I got outside and the babies snuggled in for a nap. I walked around the National Mall, from the museum to the Capitol, up to the Washington Monument, and back to the museum. The last time I was walking the mall I was with my friend Kathleen. There was a protest, but I don't think we ever figured out what it was for. They were bare-chested or wearing pink and singing protest songs, so all we could come with was "Women with Breast Cancer Against the War in Iraq".

Today the protests on the Capitol steps were about equal rights for gay Americans. It's actually a cause I agree with so I was interested in hearing what they said. I had the pleasure of listening to Cynthia Nixon from "Sex and the City" speak and some teens who had won some awards for their awesome speeches on equality.

Observation #7: There were some rather handsome well-dressed men at this protests, most with their arm around another man or holding another man's hand. It seems to be true for all of my single friends, the good ones are either taken or gay. Sorry Sisters!

Observation #8: I'm really glad Trent wasn't around to see all I saw today. He would have had asked a lot of questions I don't think I'm prepared to answer yet.

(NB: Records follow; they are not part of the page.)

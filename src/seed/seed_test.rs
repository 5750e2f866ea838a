use crate::config::Seed;
use crate::model::InstanceStatus;
use crate::support::fixture::{fake_manager, temp_dir};

use super::{bootstrap, parse_list};

#[test]
fn test_parse_list_skips_noise() {
    let text = "\
# id addr
w1 10.0.0.1:8787

w2   10.0.0.2:8787   trailing
broken
";
    assert_eq!(
        parse_list(text, "workers.list"),
        vec![
            ("w1".to_string(), "10.0.0.1:8787".to_string()),
            ("w2".to_string(), "10.0.0.2:8787".to_string()),
        ]
    );
}

#[tokio::test]
async fn test_bootstrap_registers_and_scans() {
    let dir = temp_dir("seed");
    let mount = dir.join("mnt");
    std::fs::create_dir_all(mount.join("ff").join("ff_w1_2024-03-09T14:05:07Z")).unwrap();
    std::fs::create_dir_all(mount.join("ff").join("ff_w1_2024-03-09T14:06:00Z")).unwrap();

    let workers = dir.join("workers.list");
    let services = dir.join("services.list");
    std::fs::write(&workers, "w1 10.0.0.1:8787\nw2 10.0.0.2:8787\nw1 10.0.0.9:8787\n").unwrap();
    std::fs::write(&services, "ff ffdev:c4\n").unwrap();

    let (manager, fake) = fake_manager(Some(mount.clone()));
    fake.set_instance("10.0.0.2:8787", "ff", "running");

    let seed = Seed {
        workers: Some(workers),
        services: Some(services),
        scan_on_start: true,
    };
    let report = bootstrap(&manager, &seed, Some(&mount), "file:/checkpointfs").await.unwrap();

    assert_eq!(report.workers, 2, "duplicate w1 is skipped");
    assert_eq!(report.services, 1);
    assert_eq!(report.instances, 1);
    assert_eq!(report.artifacts, 2);

    let registry = manager.registry();
    assert_eq!(registry.worker("w1").unwrap().addr, "10.0.0.1:8787");
    assert_eq!(registry.instance("w2", "ff").unwrap(), Some(InstanceStatus::Running));
    assert_eq!(registry.instance("w1", "ff").unwrap(), None);
    assert_eq!(
        registry.service("ff").unwrap().latest_checkpoint(),
        Some("file:/checkpointfs/ff/ff_w1_2024-03-09T14:06:00Z")
    );

    let _ = std::fs::remove_dir_all(&dir);
}

#[tokio::test]
async fn test_bootstrap_tolerates_unreachable_agents() {
    let dir = temp_dir("seed-unreachable");
    let workers = dir.join("workers.list");
    let services = dir.join("services.list");
    std::fs::write(&workers, "w1 10.0.0.1:8787\n").unwrap();
    std::fs::write(&services, "ff ffdev:c4\ndb postgres:16\n").unwrap();

    let (manager, fake) = fake_manager(None);
    fake.set_unreachable("10.0.0.1:8787");

    let seed = Seed {
        workers: Some(workers),
        services: Some(services),
        scan_on_start: true,
    };
    let report = bootstrap(&manager, &seed, None, "file:/checkpointfs").await.unwrap();

    assert_eq!(report.workers, 1);
    assert_eq!(report.services, 2);
    assert_eq!(report.instances, 0);

    let _ = std::fs::remove_dir_all(&dir);
}

#[tokio::test]
async fn test_bootstrap_missing_list_fails() {
    let (manager, _) = fake_manager(None);
    let seed = Seed {
        workers: Some(temp_dir("seed-missing").join("nope.list")),
        services: None,
        scan_on_start: false,
    };
    assert!(bootstrap(&manager, &seed, None, "file:/checkpointfs").await.is_err());
}
// Shared response helpers for manager API controllers.

use axum::{
    body::Bytes,
    http::StatusCode,
    response::{IntoResponse, Response},
    Json,
};
use serde::{de::DeserializeOwned, Serialize};
use serde_json::json;

use crate::error::ManagerError;

/// Prefix of every manager API route.
pub const API_PREFIX: &str = "/cm_manager/v1.0";

/// Maps an error onto the HTTP status reported to callers.
pub fn error_status(err: &ManagerError) -> StatusCode {
    match err {
        ManagerError::NotFound { .. } => StatusCode::NOT_FOUND,
        ManagerError::Conflict { .. } => StatusCode::CONFLICT,
        ManagerError::Precondition(_) => StatusCode::PRECONDITION_FAILED,
        ManagerError::Remote { .. } | ManagerError::Transport { .. } | ManagerError::Migration { .. } => {
            StatusCode::BAD_GATEWAY
        }
        ManagerError::Rollback { .. } => StatusCode::INTERNAL_SERVER_ERROR,
    }
}

impl IntoResponse for ManagerError {
    fn into_response(self) -> Response {
        let status = error_status(&self);
        if status.is_server_error() {
            tracing::warn!(component = "api", event = "request_failed", status = status.as_u16(), error = %self, "request failed");
        }
        (status, Json(json!({ "error": self.to_string() }))).into_response()
    }
}

/// 200 with `value` as JSON.
pub fn ok_json<T: Serialize>(value: T) -> Response {
    (StatusCode::OK, Json(value)).into_response()
}

/// 200 with a `{"message": ..}` body.
pub fn message(text: impl Into<String>) -> Response {
    ok_json(json!({ "message": text.into() }))
}

/// Decodes an optional JSON body; an empty body yields the default value.
pub fn parse_body<T: DeserializeOwned + Default>(body: &Bytes) -> Result<T, Response> {
    if body.iter().all(u8::is_ascii_whitespace) {
        return Ok(T::default());
    }
    serde_json::from_slice(body).map_err(|e| {
        (
            StatusCode::BAD_REQUEST,
            Json(json!({ "error": format!("invalid request body: {}", e) })),
        )
            .into_response()
    })
}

After the babies fell asleep and I had gotten close to where we had planned to meet, I had about 15 minutes to sit and relax until I had to meet Steve and the boys. I decided to sit under an oak tree with my babies and my phone, clean up some of the pictures, take a few, and text a couple of people. I then closed my eyes for about 10 minutes. It was lovely and relaxing!

Luke and Kate snuggled up next to each other.
I got a lot of comments on how cute they looked.

We met up again and trekked back to the car. It was quite a hike and everyone did pretty well. Lance has the shortest legs so he needs a bit of a pass, I gave him a piggyback for a little bit at the end, but everyone did great.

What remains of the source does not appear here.